Zemmour,
l’amour de la haine
Qu’est-ce
qui a permis l’apparition de l’aventurier Zemmour ? D’où vient-il ?
Qui l’a lancé ? Quels sont ses soutiens ? Quel est donc ce diagnostic
halluciné de la société française et ces propositions apocalyptiques, conduisant
à la guerre civile ? A quoi sert-il dans la conjoncture actuelle ? Il
semble troubler le jeu d’une facile reconduction du duel Le Pen-Macron au 2ème
tour des présidentielles. Le Rassemblement National social dédiabolisé serait-il
un trop grand risque et ne faudrait-il pas radicaliser son discours xénophobe
en lançant dans ses pattes un franchouillard, sexiste et islamophobe ? En
fait, pas besoin d’imaginer un complot : l’agenda de la classe dominante
demeure la poursuite accélérée du programme, imaginé en son temps par le grand
patron Denis Kessler : détricoter les acquis du Conseil National de la Résistance.
Trop de retard a été pris. Jupiter Macron s’est lui-même pris les pieds dans le
tapis de la contre-réforme des retraites. Le système est aux abois, entre chien
et loup et c’est dans ce « clair-obscur que surgissent les
monstres ». Alors, Zemmour, Nosferatu ou Méphistophélès dont Goethe disait
qu’il donne l’illusion de tout comprendre et de tout dominer ? Ou, au
contraire, une bulle médiatique qui crèvera après avoir inoculé la division et
la haine ?
D’où vient
ce Zemmour ?
Ses
parents, petits « israélites indigènes » ont bénéficié du décret
Crémieux, leur conférant la nationalité française. Ces berbères dont le nom
signifie huile d’olive ont voulu être plus français que ceux de souche : Liou
et Moussaka sont devenus Justin et Rachel. Rien d’extraordinaire à ce stade mais le fils
francisé aux origines « berbères », pour reprendre ses propres
obsessions, s’en est trouvé « complexé ».
Il souffrit de quolibets qui lui étaient adressés, surtout lorsqu’on le
comparait aux Zemour (avec un seul M), ces truands qui firent trembler Paris
dans les années 70. Lui, le transfuge de classe, humilié alors même qu’il
multipliait d’efforts pour s’assimiler ! Après Sciences Po, son échec à
l’ENA le laisse tout dépressif. Expert agricole ? Echec.
Publicitaire ? Echec. Il finit néanmoins par être embauché à Info matin sur recommandation de …

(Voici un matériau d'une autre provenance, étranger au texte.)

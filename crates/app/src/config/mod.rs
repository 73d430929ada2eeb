//! Application configuration

use clap::Args;

pub mod market;
pub mod observability;

pub use market::MarketConfig;
pub use observability::{LogFormat, LoggingConfig};

/// Settings shared by every command.
#[derive(Debug, Args)]
pub struct AppConfig {
    /// Logging output settings.
    #[command(flatten)]
    pub logging: LoggingConfig,

    /// Catalog, storage and submission settings.
    #[command(flatten)]
    pub market: MarketConfig,
}
use std::{error::Error, io};

use clap::{Parser, Subcommand};
use jiff::{Zoned, civil::Date};
use nab_market::{display, products::Product};
use nab_market_app::{config::AppConfig, context::AppContext, observability};
use tabled::{
    builder::Builder,
    settings::{
        Alignment, Color, Style, Theme,
        object::{Columns, Rows},
    },
};

mod categories;
mod prefs;
mod query;
mod sell;
mod show;
mod wishlist;

#[derive(Debug, Parser)]
#[command(name = "nab-market", about = "NAB Market CLI", long_about = None)]
pub(crate) struct Cli {
    #[command(flatten)]
    config: AppConfig,

    #[command(subcommand)]
    command: Commands,
}

#[derive(Debug, Subcommand)]
enum Commands {
    /// Filter and sort the catalog
    Query(query::QueryArgs),

    /// Show one product with related listings
    Show(show::ShowArgs),

    /// List categories with product counts
    Categories,

    /// Manage saved products
    Wishlist(wishlist::WishlistCommand),

    /// Show or change preferences
    Prefs(prefs::PrefsCommand),

    /// Create and publish a listing
    Sell(sell::SellArgs),
}

impl Cli {
    pub(crate) async fn run(self) -> Result<(), String> {
        observability::init(&self.config.logging).map_err(|error| report(&error))?;

        let mut context = AppContext::from_config(&self.config.market)
            .map_err(|error| report(&error))?;

        let mut out = io::stdout().lock();

        match self.command {
            Commands::Query(args) => query::run(&args, &mut context, &mut out),
            Commands::Show(args) => show::run(&args, &mut context, &mut out),
            Commands::Categories => categories::run(&mut context, &mut out),
            Commands::Wishlist(command) => wishlist::run(command, &mut context, &mut out),
            Commands::Prefs(command) => prefs::run(command, &mut context, &mut out),
            Commands::Sell(args) => sell::run(&args, &mut context, &mut out).await,
        }
    }
}

/// Error message followed by each of its sources.
fn report(error: &dyn Error) -> String {
    let mut message = error.to_string();
    let mut source = error.source();

    while let Some(cause) = source {
        message.push_str(": ");
        message.push_str(&cause.to_string());
        source = cause.source();
    }

    message
}

fn today_or_now(today: Option<Date>) -> Date {
    today.unwrap_or_else(|| Zoned::now().date())
}

/// Render products as a table, one row per product.
fn write_products(
    out: &mut impl io::Write,
    products: &[&Product],
    saved: impl Fn(&Product) -> bool,
    today: Date,
) -> io::Result<()> {
    let mut builder = Builder::default();

    builder.push_record([
        "ID",
        "",
        "Title",
        "Condition",
        "Category",
        "Location",
        "Posted",
        "Views",
        "Price",
    ]);

    for &product in products {
        builder.push_record([
            product.id.to_string(),
            if saved(product) { "♥" } else { "" }.to_string(),
            display::truncate(&product.title, 40),
            product.condition.label().to_string(),
            product.category.name().to_string(),
            product.seller.location.clone(),
            display::posted_ago(product.posted_date, today),
            product.views.to_string(),
            display::format_aud(&product.price),
        ]);
    }

    let mut table = builder.build();

    table.with(Theme::from(Style::modern_rounded()));
    table.modify(Rows::first(), Color::BOLD);
    table.modify(Columns::new(7..9), Alignment::right());

    writeln!(out, "{table}")
}

#[cfg(test)]
mod tests {
    use jiff::civil::date;
    use nab_market::{catalog::Catalog, fixtures::FixtureError};
    use nab_market_app::context::AppInitError;
    use testresult::TestResult;

    use super::*;

    #[test]
    fn report_joins_sources() {
        let error = AppInitError::Catalog(FixtureError::DuplicateProduct(3));

        assert_eq!(
            report(&error),
            "failed to load product catalog: Duplicate product id: 3"
        );
    }

    #[test]
    fn products_table_lists_each_product() -> TestResult {
        let catalog = Catalog::demo()?;
        let products: Vec<&Product> = catalog.iter().take(2).collect();

        let mut out = Vec::new();
        write_products(&mut out, &products, |product| product.id.0 == 2, date(2025, 6, 1))?;

        let output = String::from_utf8(out)?;

        assert!(output.contains("MacBook Pro"));
        assert!(output.contains("IKEA Standing Desk"));
        assert!(output.contains("$2,800"));
        assert!(output.contains("4d ago"));
        assert_eq!(output.matches('♥').count(), 1);

        Ok(())
    }
}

Mitterrand, lui, le décoré de la francisque pétainiste restait nostalgique de
sa jeunesse, il eut, certainement, quelque complaisance vis-à-vis de cet
apprenti vichyste. Le futur polémiste dut encore subir quelques rebuffades
notamment de Philippe Tesson qui l’avait recruté au Quotidien de Paris : « Ce type est pathologique, touchant et ridicule, animé d’une ambition
sans limite ». Il n’eut de cesse de se faire reconnaître par la
« belle société », consacra toute son énergie à se faire admettre
dans le très sélect club de l’Union interalliés et à tisser ses réseaux et ses
soutiens. Son ascension, d’abord l’Express,
puis le Figaro, le transforma :
de souverainiste de la France éternelle il devint l’apprenti historien
négationniste, identitaire d’un pays en voie de submersion. Juif assimilé
jusqu’à la mort, il fustigea « ceux
qui se font enterrer en Israël, ces étrangers qui veulent le rester ».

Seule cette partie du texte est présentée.